▶ [TASK REQUIREMENTS]: A line qualifies if it holds the string "closing". Copy every qualifying line from the records.

▶ [INPUT RECORDS]:
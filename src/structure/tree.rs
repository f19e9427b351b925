//! Section forest construction from an outline or from detected headings.

use crate::model::{Page, SectionNode, TocEntry};

/// Where a section forest came from.
#[derive(Debug, Clone, Copy, PartialEq, Eq)]
pub enum SectionSource {
    /// Built from the document's authoritative outline
    Outline,
    /// Inferred from detected heading blocks
    Headings,
}

struct PendingNode {
    node: SectionNode,
    children: Vec<usize>,
}

/// Builds a section forest from a flat sequence of (title, level, page) entries.
///
/// Nodes are kept in an arena in insertion order, which is also the forest's
/// pre-order. An explicit stack holds the currently open ancestors: a new entry
/// closes every open node whose level is the same or deeper, then becomes a
/// child of whatever remains on top.
#[derive(Default)]
pub struct SectionTreeBuilder {
    nodes: Vec<PendingNode>,
    roots: Vec<usize>,
    stack: Vec<usize>,
}

impl SectionTreeBuilder {
    /// Create an empty builder.
    pub fn new() -> Self {
        Self::default()
    }

    /// Build from outline entries in delivered order.
    ///
    /// Levels and pages below 1 are treated as 1.
    pub fn from_toc(toc: &[TocEntry]) -> Self {
        let mut builder = Self::new();
        for entry in toc {
            builder.push(entry.title.clone(), entry.level.max(1), entry.page.max(1));
        }
        builder
    }

    /// Build from heading blocks, in page order then block order.
    pub fn from_headings(pages: &[Page]) -> Self {
        let mut builder = Self::new();
        for page in pages {
            for (level, text) in page.headings() {
                builder.push(text, u32::from(level), page.number);
            }
        }
        builder
    }

    /// Open a new section.
    pub fn push(&mut self, title: impl Into<String>, level: u32, page_start: u32) {
        while let Some(&top) = self.stack.last() {
            if self.nodes[top].node.level >= level {
                self.stack.pop();
            } else {
                break;
            }
        }

        let idx = self.nodes.len();
        self.nodes.push(PendingNode {
            node: SectionNode::new(title, level, page_start),
            children: Vec::new(),
        });

        match self.stack.last() {
            Some(&parent) => {
                debug_assert!(self.nodes[parent].node.level < level);
                self.nodes[parent].children.push(idx);
            }
            None => self.roots.push(idx),
        }
        self.stack.push(idx);
    }

    /// Number of sections pushed so far.
    pub fn len(&self) -> usize {
        self.nodes.len()
    }

    /// Whether no section has been pushed.
    pub fn is_empty(&self) -> bool {
        self.nodes.is_empty()
    }

    /// Resolve page spans and hand out the owned forest.
    ///
    /// `last_page` is the number of the document's last page; sections that are
    /// never closed run until it.
    pub fn build(mut self, last_page: Option<u32>) -> Vec<SectionNode> {
        self.resolve_page_spans(last_page);

        let mut built: Vec<Option<SectionNode>> = Vec::with_capacity(self.nodes.len());
        let mut children_of = Vec::with_capacity(self.nodes.len());
        for pending in self.nodes {
            built.push(Some(pending.node));
            children_of.push(pending.children);
        }

        // Children always come after their parent, so filling back to front
        // finds every child already complete.
        for idx in (0..built.len()).rev() {
            let children: Vec<SectionNode> = children_of[idx]
                .iter()
                .filter_map(|&c| built[c].take())
                .collect();
            if let Some(node) = built[idx].as_mut() {
                node.children = children;
            }
        }

        self.roots
            .iter()
            .filter_map(|&r| built[r].take())
            .collect()
    }

    /// Each section ends one page before the next section, in `(page_start, level)`
    /// order, whose level is the same or shallower.
    fn resolve_page_spans(&mut self, last_page: Option<u32>) {
        let mut order: Vec<usize> = (0..self.nodes.len()).collect();
        order.sort_by_key(|&i| (self.nodes[i].node.page_start, self.nodes[i].node.level));

        for (pos, &i) in order.iter().enumerate() {
            let node = &self.nodes[i].node;
            let closing = order[pos + 1..]
                .iter()
                .map(|&j| &self.nodes[j].node)
                .find(|next| next.level <= node.level);

            let end = match closing {
                Some(next) => next.page_start.saturating_sub(1),
                None => last_page.unwrap_or(node.page_start),
            };
            let end = end.max(node.page_start);
            self.nodes[i].node.page_end = Some(end);
        }
    }
}

/// Build the section forest: outline-driven when `toc` is non-empty,
/// heading-inferred otherwise.
pub fn build_sections(toc: &[TocEntry], pages: &[Page]) -> (Vec<SectionNode>, SectionSource) {
    let (builder, source) = if toc.is_empty() {
        (SectionTreeBuilder::from_headings(pages), SectionSource::Headings)
    } else {
        (SectionTreeBuilder::from_toc(toc), SectionSource::Outline)
    };
    log::debug!("Building {} sections from {:?}", builder.len(), source);

    let last_page = pages.last().map(|p| p.number);
    (builder.build(last_page), source)
}
//! Section hierarchy nodes.

use super::{ImageItem, LinkItem, OutputBlock};
use serde::{Deserialize, Serialize};

/// A node of the reconstructed section hierarchy.
///
/// Children are owned exclusively by their parent and always have a strictly
/// greater `level`.
#[derive(Debug, Clone, PartialEq, Serialize, Deserialize)]
pub struct SectionNode {
    /// Section title
    pub title: String,

    /// Nesting level (1 = top level)
    pub level: u32,

    /// First page covered (1-indexed)
    pub page_start: u32,

    /// Last page covered, inclusive; `None` until spans are resolved
    pub page_end: Option<u32>,

    /// Nested sections in document order
    pub children: Vec<SectionNode>,

    /// Blocks placed in this section
    pub blocks: Vec<SectionBlock>,

    /// Images placed in this section
    pub images: Vec<ImageItem>,

    /// Links placed in this section
    pub links: Vec<LinkItem>,
}

impl SectionNode {
    /// Create an empty section starting on `page_start`.
    pub fn new(title: impl Into<String>, level: u32, page_start: u32) -> Self {
        Self {
            title: title.into(),
            level,
            page_start,
            page_end: None,
            children: Vec::new(),
            blocks: Vec::new(),
            images: Vec::new(),
            links: Vec::new(),
        }
    }

    /// Whether `page` falls inside this section's span.
    ///
    /// An unresolved end is treated as covering the page itself.
    pub fn contains(&self, page: u32) -> bool {
        self.page_start <= page && page <= self.page_end.unwrap_or(page)
    }

    /// Total number of nodes in this subtree, including `self`.
    pub fn total_nodes(&self) -> usize {
        1 + self.children.iter().map(SectionNode::total_nodes).sum::<usize>()
    }

    /// Total number of placed items (blocks, images, links) in this subtree.
    pub fn total_items(&self) -> usize {
        self.blocks.len()
            + self.images.len()
            + self.links.len()
            + self
                .children
                .iter()
                .map(SectionNode::total_items)
                .sum::<usize>()
    }
}

/// A block placed in a section, tagged with its page.
#[derive(Debug, Clone, PartialEq, Serialize, Deserialize)]
pub struct SectionBlock {
    /// Page the block came from
    pub page: u32,

    /// The block itself
    pub block: OutputBlock,
}

/// Visit every node in document (pre-)order.
pub fn walk_sections<'a>(sections: &'a [SectionNode], f: &mut impl FnMut(&'a SectionNode, usize)) {
    let mut stack: Vec<(&SectionNode, usize)> = sections.iter().rev().map(|n| (n, 0)).collect();
    while let Some((node, depth)) = stack.pop() {
        f(node, depth);
        stack.extend(node.children.iter().rev().map(|c| (c, depth + 1)));
    }
}
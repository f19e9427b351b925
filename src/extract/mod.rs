//! The boundary with the content extractor.
//!
//! Binary document decoding is delegated to a [`ContentExtractor`]. This
//! module selects pages, collects the raw pages and metadata, and applies the
//! best-effort title/author detection.

mod json;
mod pages;
mod title;

pub use json::JsonExtractor;
pub use pages::PageSelection;
pub use title::{detect_title, enrich_metadata, DetectedTitle};

use crate::error::Result;
use crate::model::{Metadata, RawMetadata, RawPage, TocEntry};
use crate::options::{ErrorMode, ParseOptions};

/// A source of raw per-page content.
pub trait ContentExtractor {
    /// Total number of pages in the source document.
    fn page_count(&self) -> u32;

    /// Extract one page by 0-based index.
    fn extract_page(&self, index: u32) -> Result<RawPage>;

    /// Document information.
    fn metadata(&self) -> Result<RawMetadata>;

    /// Authoritative outline; empty when the document has none.
    fn outline(&self) -> Result<Vec<TocEntry>>;
}

/// Extract the selected pages and the document metadata.
///
/// Page failures propagate in [`ErrorMode::Strict`] and are skipped in
/// [`ErrorMode::Lenient`]. An unreadable outline is treated as no outline.
pub fn extract_document<E: ContentExtractor + ?Sized>(
    extractor: &E,
    options: &ParseOptions,
) -> Result<(Vec<RawPage>, Metadata)> {
    let numbers = options
        .pages
        .resolve(extractor.page_count(), options.max_pages);

    let mut pages = Vec::with_capacity(numbers.len());
    for number in numbers {
        match extractor.extract_page(number - 1) {
            Ok(page) => pages.push(page),
            Err(e) => {
                if options.error_mode == ErrorMode::Strict {
                    return Err(e);
                }
                log::warn!("Skipping page {}: {}", number, e);
            }
        }
    }

    let raw = extractor.metadata()?;
    let toc = extractor.outline().unwrap_or_else(|e| {
        log::warn!("Ignoring unreadable outline: {}", e);
        Vec::new()
    });

    let mut meta = Metadata::from_raw(raw, toc, pages.len() as u32);
    if options.detect_title {
        if let Some(first) = pages.first() {
            enrich_metadata(&mut meta, first);
        }
    }

    Ok((pages, meta))
}
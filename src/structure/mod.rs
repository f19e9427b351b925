//! Structure reconstruction: page normalization, section tree building and
//! content placement.
//!
//! The pipeline runs in three phases:
//!
//! 1. every raw page is normalized against its own median font size
//!    ([`normalize_page`]); pages are independent, so this phase may run in
//!    parallel,
//! 2. a section forest is built from the outline, or inferred from the
//!    detected headings when there is none ([`build_sections`]),
//! 3. each block, image and link is attached to the deepest section whose
//!    page span contains it ([`place_content`]).

mod heading;
mod normalize;
mod placer;
mod stats;
mod tree;

pub use heading::{classify, HeadingConfig, HeadingLevel};
pub use normalize::{collapse_whitespace, normalize_page};
pub use placer::{locate, place_block, place_content, place_image, place_link, PlacementReport};
pub use stats::{median, FontStatistics};
pub use tree::{build_sections, SectionSource, SectionTreeBuilder};

use rayon::prelude::*;

use crate::model::{Metadata, Page, RawPage, StructuredDocument};

/// Assembles a [`StructuredDocument`] from raw pages and metadata.
#[derive(Debug, Clone)]
pub struct StructureBuilder {
    heading: HeadingConfig,
    parallel: bool,
}

impl StructureBuilder {
    /// Create a builder with default heading thresholds.
    pub fn new() -> Self {
        Self::default()
    }

    /// Set heading configuration.
    pub fn with_heading_config(mut self, config: HeadingConfig) -> Self {
        self.heading = config;
        self
    }

    /// Enable or disable parallel page normalization.
    pub fn with_parallel(mut self, parallel: bool) -> Self {
        self.parallel = parallel;
        self
    }

    /// Normalize all pages, preserving input order.
    pub fn normalize_pages(&self, pages: &[RawPage]) -> Vec<Page> {
        if self.parallel && pages.len() > 1 {
            pages
                .par_iter()
                .map(|page| normalize_page(page, &self.heading))
                .collect()
        } else {
            pages
                .iter()
                .map(|page| normalize_page(page, &self.heading))
                .collect()
        }
    }

    /// Run the full pipeline.
    ///
    /// `meta.pages` is overwritten with the number of pages processed.
    pub fn build(&self, pages: &[RawPage], mut meta: Metadata) -> StructuredDocument {
        let pages = self.normalize_pages(pages);
        meta.pages = pages.len() as u32;

        let (mut sections, source) = build_sections(&meta.toc, &pages);
        let report = place_content(&mut sections, &pages);
        log::debug!(
            "Placed {} items into {} top-level sections ({:?}); {} unplaced",
            report.placed,
            sections.len(),
            source,
            report.dropped
        );

        StructuredDocument {
            meta,
            pages,
            sections,
        }
    }
}

impl Default for StructureBuilder {
    fn default() -> Self {
        Self {
            heading: HeadingConfig::default(),
            parallel: true,
        }
    }
}

/// Structure raw pages with default settings.
pub fn build_structure(pages: &[RawPage], meta: Metadata) -> StructuredDocument {
    StructureBuilder::new().build(pages, meta)
}

#[cfg(test)]
mod tests {
    use super::*;
    use crate::model::{Span, TextBlock, TocEntry};

    fn sample_pages() -> Vec<RawPage> {
        (1..=4)
            .map(|n| {
                let mut page = RawPage::letter(n);
                if n % 2 == 1 {
                    page.add_text(TextBlock::from_spans(vec![Span::new(
                        format!("Chapter {}", n),
                        20.0,
                    )]));
                }
                for i in 0..3 {
                    page.add_text(TextBlock::from_spans(vec![Span::new(
                        format!("Paragraph {}.{}", n, i),
                        10.0,
                    )]));
                }
                page
            })
            .collect()
    }

    #[test]
    fn test_parallel_matches_sequential() {
        let pages = sample_pages();
        let parallel = StructureBuilder::new().build(&pages, Metadata::default());
        let sequential = StructureBuilder::new()
            .with_parallel(false)
            .build(&pages, Metadata::default());
        assert_eq!(parallel, sequential);
    }

    #[test]
    fn test_meta_pages_overwritten() {
        let meta = Metadata {
            pages: 99,
            ..Default::default()
        };
        let doc = build_structure(&sample_pages(), meta);
        assert_eq!(doc.meta.pages, 4);
    }

    #[test]
    fn test_inferred_sections_receive_content() {
        let doc = build_structure(&sample_pages(), Metadata::default());
        assert_eq!(doc.sections.len(), 2);
        assert_eq!(doc.sections[0].title, "Chapter 1");
        assert_eq!(doc.sections[0].page_end, Some(2));
        // heading + 3 paragraphs on page 1, 3 paragraphs on page 2
        assert_eq!(doc.sections[0].blocks.len(), 7);
    }

    #[test]
    fn test_outline_takes_precedence_over_headings() {
        let meta = Metadata {
            toc: vec![TocEntry::new(1, "Everything", 1)],
            ..Default::default()
        };
        let doc = build_structure(&sample_pages(), meta);
        assert_eq!(doc.sections.len(), 1);
        assert_eq!(doc.sections[0].title, "Everything");
        assert_eq!(doc.sections[0].page_end, Some(4));
        assert_eq!(doc.stats().unplaced(), 0);
    }

    #[test]
    fn test_empty_document() {
        let doc = build_structure(&[], Metadata::default());
        assert!(doc.is_empty());
        assert!(doc.sections.is_empty());
        assert_eq!(doc.meta.pages, 0);
    }
}
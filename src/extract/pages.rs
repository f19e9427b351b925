//! Page selection (e.g. `"1-5,8,10-12"`).

use std::ops::RangeInclusive;

/// Which pages to process (1-indexed).
#[derive(Debug, Clone, Default, PartialEq, Eq)]
pub enum PageSelection {
    /// Process all pages
    #[default]
    All,
    /// Process pages falling in any of these inclusive ranges
    Ranges(Vec<RangeInclusive<u32>>),
}

impl PageSelection {
    /// Select a single inclusive range.
    pub fn range(start: u32, end: u32) -> Self {
        PageSelection::Ranges(vec![start..=end])
    }

    /// Select individual pages.
    pub fn pages(pages: &[u32]) -> Self {
        PageSelection::Ranges(pages.iter().map(|&p| p..=p).collect())
    }

    /// Check if a page number should be included.
    pub fn includes(&self, page: u32) -> bool {
        match self {
            PageSelection::All => true,
            PageSelection::Ranges(ranges) => ranges.iter().any(|r| r.contains(&page)),
        }
    }

    /// Parse a page selection string (e.g., `"1-10"`, `"1,3,5,7-10"`).
    ///
    /// Parsing is lenient: malformed parts are skipped with a warning and
    /// never fail the whole selection. An empty string or `"all"` selects
    /// every page.
    pub fn parse(s: &str) -> Self {
        let s = s.trim();
        if s.is_empty() || s.eq_ignore_ascii_case("all") {
            return PageSelection::All;
        }

        let mut ranges = Vec::new();
        for part in s.split(',').map(str::trim).filter(|p| !p.is_empty()) {
            let parsed = match part.split_once('-') {
                Some((start, end)) => start
                    .trim()
                    .parse::<u32>()
                    .ok()
                    .zip(end.trim().parse::<u32>().ok())
                    .map(|(start, end)| start..=end),
                None => part.parse::<u32>().ok().map(|p| p..=p),
            };
            match parsed {
                Some(range) => ranges.push(range),
                None => log::warn!("Ignoring malformed page range part {:?}", part),
            }
        }
        PageSelection::Ranges(ranges)
    }

    /// Resolve to sorted, deduplicated page numbers within `1..=page_count`.
    ///
    /// Out-of-bounds pages are dropped. When nothing remains, every page is
    /// selected. `max_pages` truncates the final list.
    pub fn resolve(&self, page_count: u32, max_pages: Option<usize>) -> Vec<u32> {
        let mut pages: Vec<u32> = (1..=page_count).filter(|&p| self.includes(p)).collect();
        if pages.is_empty() {
            pages = (1..=page_count).collect();
        }
        if let Some(max) = max_pages {
            pages.truncate(max);
        }
        pages
    }
}
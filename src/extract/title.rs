//! Best-effort title and author detection from the first page.
//!
//! This is a heuristic enrichment of document metadata, used only when the
//! extractor reports no title or authors. It picks the block set in the
//! largest type as the title and splits the first short block just below it
//! into author names.

use std::sync::OnceLock;

use regex::Regex;

use crate::model::{Metadata, RawPage, TextBlock};
use crate::structure::collapse_whitespace;

/// Vertical window below the title searched for an author line, in points.
const AUTHOR_WINDOW: f32 = 120.0;

/// Title and authors guessed from page layout.
#[derive(Debug, Clone, Default, PartialEq, Eq)]
pub struct DetectedTitle {
    /// Guessed title
    pub title: Option<String>,
    /// Guessed author names
    pub authors: Vec<String>,
}

fn author_separator() -> &'static Regex {
    static RE: OnceLock<Regex> = OnceLock::new();
    RE.get_or_init(|| Regex::new(r"\s*(?:,| and )\s*").unwrap())
}

fn char_len(s: &str) -> usize {
    s.chars().count()
}

/// Detect a title and author line on `page`.
pub fn detect_title(page: &RawPage) -> DetectedTitle {
    let mut best: Option<(f64, &TextBlock, String)> = None;
    for block in page.text_blocks() {
        let Some(size) = block.max_size() else {
            continue;
        };
        let text = collapse_whitespace(&block.text);
        let len = char_len(&text);
        if !(3..=200).contains(&len) {
            continue;
        }
        if best.as_ref().map_or(true, |(max, _, _)| size > *max) {
            best = Some((size, block, text));
        }
    }

    let Some((_, title_block, title)) = best else {
        return DetectedTitle::default();
    };

    let authors = title_block
        .bbox
        .map(|bbox| detect_authors(page, bbox[3]))
        .unwrap_or_default();

    DetectedTitle {
        title: Some(title),
        authors,
    }
}

fn detect_authors(page: &RawPage, title_bottom: f32) -> Vec<String> {
    let candidate = page.text_blocks().find_map(|block| {
        let top = block.bbox?[1];
        if top < title_bottom || top > title_bottom + AUTHOR_WINDOW {
            return None;
        }
        let text = collapse_whitespace(&block.text);
        (2..=200).contains(&char_len(&text)).then_some(text)
    });

    candidate
        .map(|line| {
            author_separator()
                .split(&line)
                .filter(|name| (2..=80).contains(&char_len(name)))
                .map(str::to_string)
                .collect()
        })
        .unwrap_or_default()
}

/// Fill in a missing title and missing authors from `page`.
pub fn enrich_metadata(meta: &mut Metadata, page: &RawPage) {
    if meta.title.is_some() && !meta.authors.is_empty() {
        return;
    }
    let detected = detect_title(page);
    if meta.title.is_none() {
        meta.title = detected.title;
    }
    if meta.authors.is_empty() {
        meta.authors = detected.authors;
    }
}
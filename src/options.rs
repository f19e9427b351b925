//! Parsing options and configuration.

use crate::extract::PageSelection;
use crate::ocr::OcrMode;
use crate::structure::HeadingConfig;

/// Default OCR rendering resolution.
pub const DEFAULT_OCR_DPI: u32 = 300;

/// Options for turning an extracted document into structure.
#[derive(Debug, Clone)]
pub struct ParseOptions {
    /// Error handling mode for page extraction
    pub error_mode: ErrorMode,

    /// When to run the OCR fallback
    pub ocr_mode: OcrMode,

    /// Rendering resolution handed to the OCR engine
    pub ocr_dpi: u32,

    /// Page selection (which pages to process)
    pub pages: PageSelection,

    /// Maximum number of pages to process, applied after selection
    pub max_pages: Option<usize>,

    /// Whether to normalize pages in parallel
    pub parallel: bool,

    /// Heading detection thresholds
    pub heading: HeadingConfig,

    /// Guess title/authors from the first page when metadata lacks them
    pub detect_title: bool,
}

impl ParseOptions {
    /// Create new parse options with defaults.
    pub fn new() -> Self {
        Self::default()
    }

    /// Set error mode.
    pub fn with_error_mode(mut self, mode: ErrorMode) -> Self {
        self.error_mode = mode;
        self
    }

    /// Enable lenient mode (skip pages that fail to extract).
    pub fn lenient(mut self) -> Self {
        self.error_mode = ErrorMode::Lenient;
        self
    }

    /// Set OCR mode.
    pub fn with_ocr(mut self, mode: OcrMode) -> Self {
        self.ocr_mode = mode;
        self
    }

    /// Set OCR resolution.
    pub fn with_ocr_dpi(mut self, dpi: u32) -> Self {
        self.ocr_dpi = dpi;
        self
    }

    /// Set page selection.
    pub fn with_pages(mut self, pages: PageSelection) -> Self {
        self.pages = pages;
        self
    }

    /// Limit the number of processed pages.
    pub fn with_max_pages(mut self, max: usize) -> Self {
        self.max_pages = Some(max);
        self
    }

    /// Enable or disable parallel processing.
    pub fn with_parallel(mut self, parallel: bool) -> Self {
        self.parallel = parallel;
        self
    }

    /// Disable parallel processing.
    pub fn sequential(mut self) -> Self {
        self.parallel = false;
        self
    }

    /// Set heading configuration.
    pub fn with_heading_config(mut self, config: HeadingConfig) -> Self {
        self.heading = config;
        self
    }

    /// Enable or disable title/author detection.
    pub fn with_title_detection(mut self, detect: bool) -> Self {
        self.detect_title = detect;
        self
    }
}

impl Default for ParseOptions {
    fn default() -> Self {
        Self {
            error_mode: ErrorMode::Strict,
            ocr_mode: OcrMode::Never,
            ocr_dpi: DEFAULT_OCR_DPI,
            pages: PageSelection::All,
            max_pages: None,
            parallel: true,
            heading: HeadingConfig::default(),
            detect_title: true,
        }
    }
}

/// Error handling mode during extraction.
#[derive(Debug, Clone, Copy, PartialEq, Eq, Default)]
pub enum ErrorMode {
    /// Fail on any page error
    #[default]
    Strict,
    /// Skip failing pages and continue
    Lenient,
}
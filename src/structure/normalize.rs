//! Turn raw page blocks into classified output blocks.

use super::heading::HeadingConfig;
use super::stats::FontStatistics;
use crate::model::{OutputBlock, Page, RawPage};

/// Collapse every whitespace run (newlines included) into a single space and trim.
pub fn collapse_whitespace(text: &str) -> String {
    text.split_whitespace().collect::<Vec<_>>().join(" ")
}

/// Normalize one page against its own font median.
///
/// Empty text blocks are dropped; the remaining blocks keep extractor order.
/// Images and links pass through unchanged.
pub fn normalize_page(page: &RawPage, config: &HeadingConfig) -> Page {
    let stats = FontStatistics::for_page(page, config.default_font_size);
    log::debug!(
        "Page {}: median font size {:.2} over {} spans",
        page.number,
        stats.median_size,
        stats.sample_count
    );

    let blocks = page
        .text_blocks()
        .filter_map(|block| {
            let text = collapse_whitespace(&block.text);
            if text.is_empty() {
                return None;
            }
            let size = stats.block_size(block);
            Some(match config.classify(size, stats.median_size) {
                Some(level) => OutputBlock::heading(level.get(), text, block.bbox),
                None => OutputBlock::paragraph(text, block.bbox),
            })
        })
        .collect();

    Page {
        number: page.number,
        width: page.width,
        height: page.height,
        blocks,
        images: page.images.clone(),
        links: page.links.clone(),
    }
}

▶ [RESULT OF THIS EXERCISE]:
            let closing = order[pos + 1..]
            let end = match closing {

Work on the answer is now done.